Figure 10.

Interdependent deregulation of miR-34a and CSF1R mediates resistance to 5-FU. (A) For a colony-formation assay 500 cells were seeded per well of a 6-well plate and cultivated with or without Dox for 24 hours, then exposed to CSF1 for another 24 hours, and then treated with 5-FU for 72 hours. Subsequently, cells were fixed and stained with crystal violet. Quantification of colony formation (upper panel) and representative examples of crystal violet staining (lower panel). (B) The indicated cell pools were treated with 5-FU for 48 hours and subsequently subjected to an MTT assay. Micrographs show cell pools with formation of MTT formazan, which is directly proportional to the number of living cells Scale bars = 200 μm. (C) IC₅₀ determination of DLD1_par and DLD1_5FU cells in response to 5-FU. Cells were treated with the indicated concentrations of 5-FU for 48 hours and then subjected to an MTT assay. (D) Detection of apoptotic cells by Annexin V-FITC and PI staining after treatment with 5-FU for 36 hours. qPCR analysis of (E) CSF1R and (F) pri-miR34a expression in DLD1_par and DLD1_5FU cells. (G) Detection of pri-miR-34a and CSF1R expression in HT29_par and HT29_5FU cells. (H) Genes were preranked by expression correlation coefficient (Pearson r) with CSF1R in descending order from left (positive correlation) to right (negative correlation) based on RNA expression data, and association of the indicated gene signatures with CSF1R expression was analyzed by GSEA. (I) DLD1_5FU cells were transfected with control or CSF1R-specific siRNAs for 24 hours and subsequently treated with increasing concentrations of 5-FU for 48 hours.
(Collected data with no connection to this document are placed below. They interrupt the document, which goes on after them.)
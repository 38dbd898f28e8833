//! Log sinks: where instrumentation records go.

use std::fmt;

/// Severity tier of one log record.
///
/// Info and warn reflect normal instrumentation outcomes; error reflects a
/// fault inside the instrumentation itself.
#[derive(Debug, Clone, Copy, PartialEq, Eq)]
pub enum Severity {
    Info,
    Warn,
    Error,
}

impl Severity {
    pub fn as_str(self) -> &'static str {
        match self {
            Severity::Info => "info",
            Severity::Warn => "warn",
            Severity::Error => "error",
        }
    }
}

impl fmt::Display for Severity {
    fn fmt(&self, f: &mut fmt::Formatter<'_>) -> fmt::Result {
        f.write_str(self.as_str())
    }
}

/// Destination for severity-tagged instrumentation records.
///
/// Injected into the gate at construction. Implementations own their own
/// thread-safety; the gate never batches or retries emissions.
pub trait LogSink: Send + Sync {
    fn emit(&self, severity: Severity, message: &str);
}

/// A sink that prints records to stderr with a prefix.
#[derive(Debug, Clone)]
pub struct StderrSink {
    /// Prefix for log lines.
    pub prefix: String,
}

impl Default for StderrSink {
    fn default() -> Self {
        Self {
            prefix: "[sqlecho]".to_string(),
        }
    }
}

impl StderrSink {
    /// Create a new stderr sink with the default prefix.
    pub fn new() -> Self {
        Self::default()
    }

    /// Set the line prefix.
    pub fn prefix(mut self, prefix: impl Into<String>) -> Self {
        self.prefix = prefix.into();
        self
    }
}

impl LogSink for StderrSink {
    fn emit(&self, severity: Severity, message: &str) {
        eprintln!("{} [{}] {}", self.prefix, severity, message);
    }
}

/// A sink that emits records through the `tracing` ecosystem.
///
/// Events carry the fixed target `sqlecho.sql` so subscribers can filter the
/// statement log independently of the host application's own spans.
///
/// Enable via the crate feature: `sqlecho = { features = ["tracing"] }`
/// (on by default).
#[cfg(feature = "tracing")]
#[derive(Debug, Clone, Copy, Default)]
pub struct TracingSink;

#[cfg(feature = "tracing")]
impl TracingSink {
    /// Create a new tracing sink.
    pub fn new() -> Self {
        Self
    }
}

#[cfg(feature = "tracing")]
impl LogSink for TracingSink {
    fn emit(&self, severity: Severity, message: &str) {
        match severity {
            Severity::Info => tracing::info!(target: "sqlecho.sql", "{message}"),
            Severity::Warn => tracing::warn!(target: "sqlecho.sql", "{message}"),
            Severity::Error => tracing::error!(target: "sqlecho.sql", "{message}"),
        }
    }
}
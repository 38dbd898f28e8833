//! Error types for sqlecho

use thiserror::Error;

/// Result type alias for sqlecho operations
pub type EchoResult<T> = Result<T, EchoError>;

/// Errors raised inside the instrumentation layer.
///
/// Every variant is recovered locally by the gate and surfaces only as an
/// error-severity log record. Failures of the wrapped invocation itself are
/// the caller's generic error type and never pass through this enum.
#[derive(Debug, Error)]
pub enum EchoError {
    /// A placeholder value could not be resolved or rendered
    #[error("substitution failed for '{property}': {message}")]
    Substitution {
        property: String,
        message: String,
    },

    /// Dumping result contents failed
    #[error("result dump failed: {0}")]
    Summarize(String),
}

impl EchoError {
    /// Create a substitution error for a specific bound property
    pub fn substitution(property: impl Into<String>, message: impl Into<String>) -> Self {
        Self::Substitution {
            property: property.into(),
            message: message.into(),
        }
    }

    /// Create a summarization error
    pub fn summarize(message: impl Into<String>) -> Self {
        Self::Summarize(message.into())
    }

    /// Check if this is a substitution error
    pub fn is_substitution(&self) -> bool {
        matches!(self, Self::Substitution { .. })
    }
}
Then the IC50 was determined by an MTT assay. (J) DLD1_5FU cells were transfected with indicated oligonucleotides, and subsequently treated with 5-FU for 36 hours, and apoptotic cells were detected by Annexin V-FITC and PI staining. In panels A, D, E, F, G, and J, mean values ± SD are provided. ∗P < .05, ∗∗P < .01, and ∗∗∗P < .001.